Experiment exp_pebble_game: Pebble Game Optimizer for Sparse Parity¶
Date: 2026-03-06 Status: SUCCESS Answers: Can execution reordering (pebble game) reduce energy cost without changing the learning algorithm (SGD)?
Hypothesis¶
By modeling one training step as a pebble game on a computation DAG and optimizing the topological execution order, we can reduce total energy cost compared to the standard forward-then-backward ordering.
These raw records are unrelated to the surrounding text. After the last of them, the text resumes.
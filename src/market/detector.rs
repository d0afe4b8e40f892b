//! Market context detector
//!
//! Classifies the market into favorable / neutre / defavorable from the
//! medians of per-asset APR and TVL changes. The raw score is EMA-smoothed
//! across cycles, and the label is stabilised by hysteresis on one-step
//! changes plus a cooldown after every change. All carry-over lives in
//! `DetectorState`, which the caller threads from cycle to cycle.

use super::types::MetricSample;
use crate::config::DetectorConfig;
use crate::errors::{ensure_finite, ComputationError};
use crate::logger::{self, LogTag};
use crate::types::RegimeLabel;
use serde::{Deserialize, Serialize};

const STAGE: &str = "detector";

/// Normalized component scores are clamped to this magnitude
const NORMALIZED_CLAMP: f64 = 3.0;

pub const REASON_INSUFFICIENT: &str = "insufficient_samples";
pub const REASON_COOLDOWN: &str = "cooldown_active";
pub const REASON_HYSTERESIS: &str = "hysteresis_hold";
pub const REASON_CHANGE: &str = "regime_change";
pub const REASON_STABLE: &str = "stable";
pub const REASON_INITIAL: &str = "initial";

/// Detector memory carried between cycles
#[derive(Debug, Clone, Default, PartialEq, Serialize, Deserialize)]
pub struct DetectorState {
    pub label: Option<RegimeLabel>,
    pub score: Option<f64>,
    pub cooldown_remaining: u32,
}

/// Output of one detection
#[derive(Debug, Clone, PartialEq, Serialize, Deserialize)]
pub struct RegimeDecision {
    pub label: RegimeLabel,
    /// Smoothed score in normalized space
    pub score: f64,
    /// Samples that carried an APR or TVL change
    pub sample_size: usize,
    pub reason: String,
    #[serde(default, skip_serializing_if = "Option::is_none")]
    pub apr_change_median: Option<f64>,
    #[serde(default, skip_serializing_if = "Option::is_none")]
    pub tvl_change_median: Option<f64>,
}

impl RegimeDecision {
    /// Decision used when the detector stage itself failed
    pub fn fallback(sample_size: usize, error: &ComputationError) -> Self {
        Self {
            label: RegimeLabel::Inconnu,
            score: 0.0,
            sample_size,
            reason: format!("fallback: {}", error),
            apr_change_median: None,
            tvl_change_median: None,
        }
    }
}

/// Median of `values`; mean of the two middle values for even counts
pub fn median(values: &[f64]) -> Option<f64> {
    if values.is_empty() {
        return None;
    }
    let mut sorted = values.to_vec();
    sorted.sort_by(|a, b| a.total_cmp(b));
    let mid = sorted.len() / 2;
    if sorted.len() % 2 == 0 {
        Some((sorted[mid - 1] + sorted[mid]) / 2.0)
    } else {
        Some(sorted[mid])
    }
}

/// Map a change percentage into threshold units, clamped to [-3, 3]
fn normalized(value: f64, up_threshold: f64, down_threshold: f64) -> f64 {
    let scaled = if value >= 0.0 {
        value / up_threshold
    } else {
        value / down_threshold.abs()
    };
    scaled.clamp(-NORMALIZED_CLAMP, NORMALIZED_CLAMP)
}

fn classify(score: f64, config: &DetectorConfig) -> RegimeLabel {
    if score >= config.score_up_threshold {
        RegimeLabel::Favorable
    } else if score <= config.score_down_threshold {
        RegimeLabel::Defavorable
    } else {
        RegimeLabel::Neutre
    }
}

/// Whether a one-step label change sits inside the hysteresis band
fn held_by_hysteresis(
    previous: RegimeLabel,
    candidate: RegimeLabel,
    score: f64,
    config: &DetectorConfig,
) -> bool {
    let (Some(a), Some(b)) = (previous.severity(), candidate.severity()) else {
        return false;
    };
    if a.abs_diff(b) != 1 {
        return false;
    }
    let threshold = if previous == RegimeLabel::Favorable || candidate == RegimeLabel::Favorable {
        config.score_up_threshold
    } else {
        config.score_down_threshold
    };
    (score - threshold).abs() < config.hysteresis_margin
}

/// Classify the market for this cycle
///
/// Returns the decision and the state to carry into the next cycle. Fails
/// only on non-finite change values; the caller decides the fallback.
pub fn detect(
    samples: &[MetricSample],
    config: &DetectorConfig,
    previous: &DetectorState,
) -> Result<(RegimeDecision, DetectorState), ComputationError> {
    let mut apr_changes = Vec::new();
    let mut tvl_changes = Vec::new();
    for sample in samples {
        if let Some(v) = sample.apr_change_pct {
            apr_changes.push(ensure_finite(STAGE, "apr_change_pct", v)?);
        }
        if let Some(v) = sample.tvl_change_pct {
            tvl_changes.push(ensure_finite(STAGE, "tvl_change_pct", v)?);
        }
    }

    let sample_size = samples.iter().filter(|s| s.has_trend()).count();
    let apr_med = median(&apr_changes);
    let tvl_med = median(&tvl_changes);
    let prior_label = previous.label.filter(|l| *l != RegimeLabel::Inconnu);
    let cooldown_next = previous.cooldown_remaining.saturating_sub(1);

    if sample_size < config.min_samples {
        let decision = RegimeDecision {
            label: prior_label.unwrap_or(RegimeLabel::Neutre),
            score: previous.score.unwrap_or(0.0),
            sample_size,
            reason: REASON_INSUFFICIENT.to_string(),
            apr_change_median: apr_med,
            tvl_change_median: tvl_med,
        };
        let state = DetectorState {
            label: previous.label,
            score: previous.score,
            cooldown_remaining: cooldown_next,
        };
        return Ok((decision, state));
    }

    let mut weighted = 0.0;
    let mut weight_total = 0.0;
    if let Some(m) = apr_med {
        weighted += config.weight_apr * normalized(m, config.apr_up_threshold, config.apr_down_threshold);
        weight_total += config.weight_apr;
    }
    if let Some(m) = tvl_med {
        weighted += config.weight_tvl * normalized(m, config.tvl_up_threshold, config.tvl_down_threshold);
        weight_total += config.weight_tvl;
    }
    let raw = if weight_total > 0.0 {
        weighted / weight_total
    } else {
        0.0
    };
    let score = match previous.score {
        Some(prev) => config.smoothing_alpha * raw + (1.0 - config.smoothing_alpha) * prev,
        None => raw,
    };
    let score = ensure_finite(STAGE, "score", score)?;

    let candidate = classify(score, config);
    let (label, reason, cooldown_remaining) = match prior_label {
        None => (candidate, REASON_INITIAL, 0),
        Some(prior) if previous.cooldown_remaining > 0 => (prior, REASON_COOLDOWN, cooldown_next),
        Some(prior) if prior == candidate => (prior, REASON_STABLE, 0),
        Some(prior) if held_by_hysteresis(prior, candidate, score, config) => {
            (prior, REASON_HYSTERESIS, 0)
        }
        Some(prior) => {
            logger::info(
                LogTag::Detector,
                &format!("Regime change {} -> {} (score {:.3})", prior, candidate, score),
            );
            (candidate, REASON_CHANGE, config.cooldown_cycles.saturating_sub(1))
        }
    };

    logger::debug(
        LogTag::Detector,
        &format!(
            "raw={:.3} smoothed={:.3} samples={} label={} reason={}",
            raw, score, sample_size, label, reason
        ),
    );

    let decision = RegimeDecision {
        label,
        score,
        sample_size,
        reason: reason.to_string(),
        apr_change_median: apr_med,
        tvl_change_median: tvl_med,
    };
    let state = DetectorState {
        label: Some(label),
        score: Some(score),
        cooldown_remaining,
    };
    Ok((decision, state))
}

#[cfg(test)]
mod tests {
    use super::*;

    fn samples(apr: f64, tvl: f64, n: usize) -> Vec<MetricSample> {
        (0..n)
            .map(|_| MetricSample {
                apr_change_pct: Some(apr),
                tvl_change_pct: Some(tvl),
                ..Default::default()
            })
            .collect()
    }

    fn no_smoothing() -> DetectorConfig {
        DetectorConfig {
            smoothing_alpha: 1.0,
            ..Default::default()
        }
    }

    fn state(label: RegimeLabel, score: f64) -> DetectorState {
        DetectorState {
            label: Some(label),
            score: Some(score),
            cooldown_remaining: 0,
        }
    }

    #[test]
    fn test_median_odd_even_empty() {
        assert_eq!(median(&[3.0, 1.0, 2.0]), Some(2.0));
        assert_eq!(median(&[4.0, 1.0, 3.0, 2.0]), Some(2.5));
        assert_eq!(median(&[]), None);
    }

    #[test]
    fn test_clear_uptrend_is_favorable() {
        let (decision, next) =
            detect(&samples(10.0, 6.0, 5), &no_smoothing(), &DetectorState::default()).unwrap();
        assert_eq!(decision.label, RegimeLabel::Favorable);
        assert_eq!(decision.reason, REASON_INITIAL);
        assert!((decision.score - 2.0).abs() < 1e-9);
        assert_eq!(next.label, Some(RegimeLabel::Favorable));
    }

    #[test]
    fn test_insufficient_samples_keeps_previous_label() {
        let prev = state(RegimeLabel::Defavorable, -1.5);
        let (decision, next) = detect(&samples(10.0, 6.0, 2), &no_smoothing(), &prev).unwrap();
        assert_eq!(decision.label, RegimeLabel::Defavorable);
        assert_eq!(decision.reason, REASON_INSUFFICIENT);
        assert_eq!(next, prev);
    }

    #[test]
    fn test_insufficient_samples_without_history_is_neutre() {
        let (decision, next) =
            detect(&[], &DetectorConfig::default(), &DetectorState::default()).unwrap();
        assert_eq!(decision.label, RegimeLabel::Neutre);
        assert_eq!(decision.sample_size, 0);
        assert_eq!(next.label, None);
    }

    #[test]
    fn test_hysteresis_holds_one_step_change_near_threshold() {
        // score lands at 1.05, inside the 0.1 band above the up threshold
        let prev = state(RegimeLabel::Neutre, 0.5);
        let (decision, _) = detect(&samples(5.25, 3.15, 4), &no_smoothing(), &prev).unwrap();
        assert_eq!(decision.label, RegimeLabel::Neutre);
        assert_eq!(decision.reason, REASON_HYSTERESIS);

        let (decision, next) = detect(&samples(7.5, 4.5, 4), &no_smoothing(), &prev).unwrap();
        assert_eq!(decision.label, RegimeLabel::Favorable);
        assert_eq!(decision.reason, REASON_CHANGE);
        assert_eq!(next.cooldown_remaining, 2);
    }

    #[test]
    fn test_two_step_jump_ignores_hysteresis() {
        let prev = state(RegimeLabel::Defavorable, -1.2);
        let (decision, _) = detect(&samples(5.25, 3.15, 4), &no_smoothing(), &prev).unwrap();
        assert_eq!(decision.label, RegimeLabel::Favorable);
    }

    #[test]
    fn test_cooldown_blocks_flip_for_configured_cycles() {
        let config = no_smoothing();
        let prev = state(RegimeLabel::Neutre, 0.0);

        let (d1, s1) = detect(&samples(15.0, 9.0, 4), &config, &prev).unwrap();
        assert_eq!(d1.label, RegimeLabel::Favorable);

        // Two following cycles are locked even under a crash
        let (d2, s2) = detect(&samples(-15.0, -9.0, 4), &config, &s1).unwrap();
        assert_eq!(d2.label, RegimeLabel::Favorable);
        assert_eq!(d2.reason, REASON_COOLDOWN);
        let (d3, s3) = detect(&samples(-15.0, -9.0, 4), &config, &s2).unwrap();
        assert_eq!(d3.reason, REASON_COOLDOWN);

        let (d4, _) = detect(&samples(-15.0, -9.0, 4), &config, &s3).unwrap();
        assert_eq!(d4.label, RegimeLabel::Defavorable);
        assert_eq!(d4.reason, REASON_CHANGE);
    }

    #[test]
    fn test_smoothing_dampens_single_spike() {
        let config = DetectorConfig::default();
        let prev = state(RegimeLabel::Neutre, 0.0);
        // raw 1.2, smoothed 0.6 -> stays neutre
        let (decision, next) = detect(&samples(6.0, 3.6, 4), &config, &prev).unwrap();
        assert_eq!(decision.label, RegimeLabel::Neutre);
        assert!((next.score.unwrap() - 0.6).abs() < 1e-9);
    }

    #[test]
    fn test_normalization_is_clamped() {
        let (decision, _) =
            detect(&samples(500.0, 500.0, 3), &no_smoothing(), &DetectorState::default()).unwrap();
        assert!((decision.score - NORMALIZED_CLAMP).abs() < 1e-9);
    }

    #[test]
    fn test_non_finite_change_is_error() {
        let mut input = samples(1.0, 1.0, 3);
        input[1].apr_change_pct = Some(f64::NAN);
        let err = detect(&input, &DetectorConfig::default(), &DetectorState::default()).unwrap_err();
        assert_eq!(err.stage(), STAGE);
    }

    #[test]
    fn test_single_component_uses_available_weight() {
        let input: Vec<MetricSample> = (0..3)
            .map(|_| MetricSample {
                tvl_change_pct: Some(-6.0),
                ..Default::default()
            })
            .collect();
        let (decision, _) = detect(&input, &no_smoothing(), &DetectorState::default()).unwrap();
        assert_eq!(decision.label, RegimeLabel::Defavorable);
        assert!((decision.score + 2.0).abs() < 1e-9);
    }
}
Energy is estimated using a tiered memory model: register (5 pJ), L1 (20 pJ), L2 (100 pJ), HBM (640 pJ) per float access.
Config¶
| Parameter | Value |
|---|---|
| n_bits | 20 |
| k_sparse | 3 |
| hidden | 1000 |
| lr | 0.1 |
| wd | 0.01 |
| max_epochs | 30 |
| n_train | 500 |
| n_test | 200 |
| seed | 42 |
| orderings sampled | 5,758 unique |
| L1 capacity | 16,384 floats (64 KB) |
| L2 capacity | 65,536 floats (256 KB) |
Results¶
| Strategy | Energy (uJ) | vs Standard | Accuracy | ARD |
|---|---|---|---|---|
| Standard | 11.00 | baseline | 98% | 45,275 |
| Fused | 10.84 | -1.5% | 57% (BROKEN) | 42,248 |
| Per-layer | 10.84 | -1.5% | 57% (BROKEN) | 43,329 |
| Optimal pebble | 10.76 | -2.2% | 98% | 42,034 |
Energy distribution over 5,758 sampled orderings:
| Statistic | Energy (uJ) |
|---|---|
| Min | 10.76 |
| Max | 11.08 |
| Mean | 10.92 |
| Median | 10.92 |
| Std | 0.10 |
Analysis¶
What worked¶
- Optimal pebbling reduces energy by 2.2% while preserving accuracy: the best ordering interleaves small-tensor updates (b2, b1) between backward ops, improving cache residency for medium-sized tensors (W2, dW2, h)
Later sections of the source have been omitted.